___ AVAILABLE RECORDS ___

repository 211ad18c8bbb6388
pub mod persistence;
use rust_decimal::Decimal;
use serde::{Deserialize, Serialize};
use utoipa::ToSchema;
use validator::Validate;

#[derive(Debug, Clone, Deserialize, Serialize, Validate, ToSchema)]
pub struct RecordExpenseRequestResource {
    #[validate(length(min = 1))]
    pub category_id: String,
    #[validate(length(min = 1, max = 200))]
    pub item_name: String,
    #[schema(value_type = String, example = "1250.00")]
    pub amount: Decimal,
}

___
___ AVAILABLE RECORDS ___

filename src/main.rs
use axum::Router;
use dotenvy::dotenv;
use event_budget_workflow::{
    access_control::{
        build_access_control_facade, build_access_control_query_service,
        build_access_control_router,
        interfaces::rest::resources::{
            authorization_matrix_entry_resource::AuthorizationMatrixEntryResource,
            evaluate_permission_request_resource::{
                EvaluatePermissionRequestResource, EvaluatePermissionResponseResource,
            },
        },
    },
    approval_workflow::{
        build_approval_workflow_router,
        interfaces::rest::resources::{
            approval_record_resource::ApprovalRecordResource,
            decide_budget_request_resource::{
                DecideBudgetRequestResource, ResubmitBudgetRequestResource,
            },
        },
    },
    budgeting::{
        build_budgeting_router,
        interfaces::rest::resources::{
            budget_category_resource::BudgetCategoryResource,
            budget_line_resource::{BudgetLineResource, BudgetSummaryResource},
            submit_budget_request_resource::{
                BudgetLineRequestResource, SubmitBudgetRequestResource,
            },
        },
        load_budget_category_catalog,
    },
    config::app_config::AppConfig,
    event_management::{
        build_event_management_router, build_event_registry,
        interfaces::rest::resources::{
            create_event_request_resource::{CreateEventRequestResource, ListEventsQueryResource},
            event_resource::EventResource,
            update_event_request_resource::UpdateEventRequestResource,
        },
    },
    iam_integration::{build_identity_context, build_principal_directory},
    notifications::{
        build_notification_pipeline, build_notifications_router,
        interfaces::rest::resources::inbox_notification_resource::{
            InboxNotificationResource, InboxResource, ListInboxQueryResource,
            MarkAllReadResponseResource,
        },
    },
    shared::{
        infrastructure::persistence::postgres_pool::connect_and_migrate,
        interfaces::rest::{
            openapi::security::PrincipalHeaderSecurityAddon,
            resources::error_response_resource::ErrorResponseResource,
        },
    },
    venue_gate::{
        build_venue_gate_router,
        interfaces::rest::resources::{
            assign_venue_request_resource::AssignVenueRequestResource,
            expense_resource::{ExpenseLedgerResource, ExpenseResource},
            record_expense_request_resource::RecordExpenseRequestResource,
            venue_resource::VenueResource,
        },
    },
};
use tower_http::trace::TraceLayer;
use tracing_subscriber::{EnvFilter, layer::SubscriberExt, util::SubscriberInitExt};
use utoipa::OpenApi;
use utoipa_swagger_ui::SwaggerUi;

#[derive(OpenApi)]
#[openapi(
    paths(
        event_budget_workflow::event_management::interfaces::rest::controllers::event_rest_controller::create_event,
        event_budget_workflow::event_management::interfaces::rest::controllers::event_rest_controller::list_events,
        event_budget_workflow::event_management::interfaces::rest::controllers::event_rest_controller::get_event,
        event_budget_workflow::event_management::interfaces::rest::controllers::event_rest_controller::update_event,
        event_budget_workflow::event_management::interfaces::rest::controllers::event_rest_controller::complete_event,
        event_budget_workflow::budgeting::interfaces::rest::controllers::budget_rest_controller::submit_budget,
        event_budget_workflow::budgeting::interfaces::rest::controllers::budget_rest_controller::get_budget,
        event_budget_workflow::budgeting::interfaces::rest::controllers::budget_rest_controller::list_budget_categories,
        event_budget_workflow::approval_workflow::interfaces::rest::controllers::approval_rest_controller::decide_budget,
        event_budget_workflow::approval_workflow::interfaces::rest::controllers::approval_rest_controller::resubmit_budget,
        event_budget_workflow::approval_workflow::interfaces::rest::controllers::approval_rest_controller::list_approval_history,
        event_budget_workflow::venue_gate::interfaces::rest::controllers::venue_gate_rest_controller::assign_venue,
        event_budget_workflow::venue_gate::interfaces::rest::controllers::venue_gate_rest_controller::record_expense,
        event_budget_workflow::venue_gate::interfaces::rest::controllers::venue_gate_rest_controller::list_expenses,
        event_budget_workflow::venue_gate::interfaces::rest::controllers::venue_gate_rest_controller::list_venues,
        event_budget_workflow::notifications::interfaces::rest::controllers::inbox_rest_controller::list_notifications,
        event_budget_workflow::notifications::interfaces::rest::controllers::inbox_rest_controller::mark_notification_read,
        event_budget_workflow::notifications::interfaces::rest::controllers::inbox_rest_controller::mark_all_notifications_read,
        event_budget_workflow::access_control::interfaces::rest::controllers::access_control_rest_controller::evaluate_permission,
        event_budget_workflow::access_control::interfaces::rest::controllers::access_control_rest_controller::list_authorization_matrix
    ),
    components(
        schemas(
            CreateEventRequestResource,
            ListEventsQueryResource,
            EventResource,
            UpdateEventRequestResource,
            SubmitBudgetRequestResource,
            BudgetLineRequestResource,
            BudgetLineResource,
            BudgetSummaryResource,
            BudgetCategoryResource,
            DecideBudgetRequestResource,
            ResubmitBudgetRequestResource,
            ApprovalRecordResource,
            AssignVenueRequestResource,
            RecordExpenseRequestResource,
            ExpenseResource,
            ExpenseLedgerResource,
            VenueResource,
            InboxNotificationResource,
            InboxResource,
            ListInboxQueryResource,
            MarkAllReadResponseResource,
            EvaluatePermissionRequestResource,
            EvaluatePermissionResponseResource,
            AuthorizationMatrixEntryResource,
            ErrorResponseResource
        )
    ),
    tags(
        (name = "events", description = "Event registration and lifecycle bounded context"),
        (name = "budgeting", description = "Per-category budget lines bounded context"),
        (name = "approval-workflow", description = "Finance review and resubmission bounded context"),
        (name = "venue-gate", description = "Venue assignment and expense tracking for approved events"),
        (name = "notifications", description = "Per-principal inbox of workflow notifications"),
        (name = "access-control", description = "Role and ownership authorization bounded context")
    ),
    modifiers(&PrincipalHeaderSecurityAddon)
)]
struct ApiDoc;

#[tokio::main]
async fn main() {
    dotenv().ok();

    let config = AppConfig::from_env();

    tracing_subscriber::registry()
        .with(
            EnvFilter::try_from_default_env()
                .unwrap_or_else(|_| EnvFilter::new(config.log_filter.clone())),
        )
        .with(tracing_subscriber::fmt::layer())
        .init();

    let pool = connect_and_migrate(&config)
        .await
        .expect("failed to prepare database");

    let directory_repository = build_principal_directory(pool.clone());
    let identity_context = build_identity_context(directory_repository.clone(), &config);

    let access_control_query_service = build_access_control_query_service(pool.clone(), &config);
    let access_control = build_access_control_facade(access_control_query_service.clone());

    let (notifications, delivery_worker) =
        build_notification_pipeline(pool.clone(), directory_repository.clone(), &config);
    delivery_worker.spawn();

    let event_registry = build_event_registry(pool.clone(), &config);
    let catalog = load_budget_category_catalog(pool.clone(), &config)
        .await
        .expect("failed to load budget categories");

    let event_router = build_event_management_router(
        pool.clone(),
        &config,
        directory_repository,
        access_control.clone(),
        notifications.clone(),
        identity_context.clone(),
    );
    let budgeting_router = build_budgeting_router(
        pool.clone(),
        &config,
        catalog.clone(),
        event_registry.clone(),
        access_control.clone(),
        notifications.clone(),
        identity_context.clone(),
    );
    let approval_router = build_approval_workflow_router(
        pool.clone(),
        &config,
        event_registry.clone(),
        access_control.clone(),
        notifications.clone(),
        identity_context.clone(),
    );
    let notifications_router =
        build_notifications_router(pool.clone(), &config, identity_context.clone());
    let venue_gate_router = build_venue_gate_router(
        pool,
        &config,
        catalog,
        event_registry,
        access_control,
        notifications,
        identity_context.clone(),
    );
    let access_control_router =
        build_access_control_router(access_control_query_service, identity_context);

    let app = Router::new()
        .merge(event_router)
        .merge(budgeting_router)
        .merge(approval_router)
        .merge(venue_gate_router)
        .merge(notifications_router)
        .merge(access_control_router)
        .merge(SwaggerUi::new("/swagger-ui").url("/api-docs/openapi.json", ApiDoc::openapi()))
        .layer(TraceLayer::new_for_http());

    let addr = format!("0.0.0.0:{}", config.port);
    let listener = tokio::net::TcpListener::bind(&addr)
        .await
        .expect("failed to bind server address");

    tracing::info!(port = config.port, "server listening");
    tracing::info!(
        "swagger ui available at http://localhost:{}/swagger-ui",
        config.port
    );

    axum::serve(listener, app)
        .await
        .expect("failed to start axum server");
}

___
___ AVAILABLE RECORDS ___

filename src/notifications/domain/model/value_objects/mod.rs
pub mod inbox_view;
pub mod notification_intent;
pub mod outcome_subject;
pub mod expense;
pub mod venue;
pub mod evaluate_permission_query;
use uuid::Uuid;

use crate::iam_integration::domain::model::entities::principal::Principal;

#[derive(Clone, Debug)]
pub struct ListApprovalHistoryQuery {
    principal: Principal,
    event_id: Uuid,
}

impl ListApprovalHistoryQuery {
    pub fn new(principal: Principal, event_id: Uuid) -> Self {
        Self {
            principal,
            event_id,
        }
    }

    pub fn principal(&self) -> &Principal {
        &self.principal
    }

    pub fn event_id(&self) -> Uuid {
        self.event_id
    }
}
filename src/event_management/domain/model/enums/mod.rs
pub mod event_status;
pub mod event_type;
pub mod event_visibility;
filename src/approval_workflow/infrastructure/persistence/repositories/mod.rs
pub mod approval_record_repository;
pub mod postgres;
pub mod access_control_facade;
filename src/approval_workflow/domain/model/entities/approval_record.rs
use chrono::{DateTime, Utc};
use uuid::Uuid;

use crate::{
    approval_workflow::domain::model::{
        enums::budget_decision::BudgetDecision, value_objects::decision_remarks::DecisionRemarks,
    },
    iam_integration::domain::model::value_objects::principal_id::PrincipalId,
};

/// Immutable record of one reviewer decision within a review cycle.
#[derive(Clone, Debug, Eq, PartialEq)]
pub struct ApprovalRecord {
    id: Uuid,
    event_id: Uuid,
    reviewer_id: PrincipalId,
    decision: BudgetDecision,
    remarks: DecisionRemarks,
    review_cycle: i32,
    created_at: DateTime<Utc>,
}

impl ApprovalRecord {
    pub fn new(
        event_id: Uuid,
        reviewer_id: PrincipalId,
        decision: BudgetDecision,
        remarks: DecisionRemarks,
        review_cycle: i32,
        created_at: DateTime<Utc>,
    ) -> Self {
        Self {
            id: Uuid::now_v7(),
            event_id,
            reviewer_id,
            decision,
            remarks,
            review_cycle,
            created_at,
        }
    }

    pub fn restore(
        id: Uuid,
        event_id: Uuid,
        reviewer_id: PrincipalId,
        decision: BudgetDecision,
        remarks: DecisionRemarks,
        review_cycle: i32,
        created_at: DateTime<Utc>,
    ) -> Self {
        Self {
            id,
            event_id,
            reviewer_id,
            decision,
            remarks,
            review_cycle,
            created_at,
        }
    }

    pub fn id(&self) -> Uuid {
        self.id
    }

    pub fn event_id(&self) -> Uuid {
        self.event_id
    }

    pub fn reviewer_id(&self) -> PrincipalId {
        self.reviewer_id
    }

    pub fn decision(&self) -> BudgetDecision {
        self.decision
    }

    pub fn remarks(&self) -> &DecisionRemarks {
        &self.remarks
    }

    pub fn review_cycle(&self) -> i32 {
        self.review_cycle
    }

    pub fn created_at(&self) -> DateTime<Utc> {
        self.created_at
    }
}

___

→ **EXERCISE BRIEF**
Go through the material above and count the lines that include "ApprovalRecordResource". Give the number alone.

→ **EXERCISE OUTPUT**
2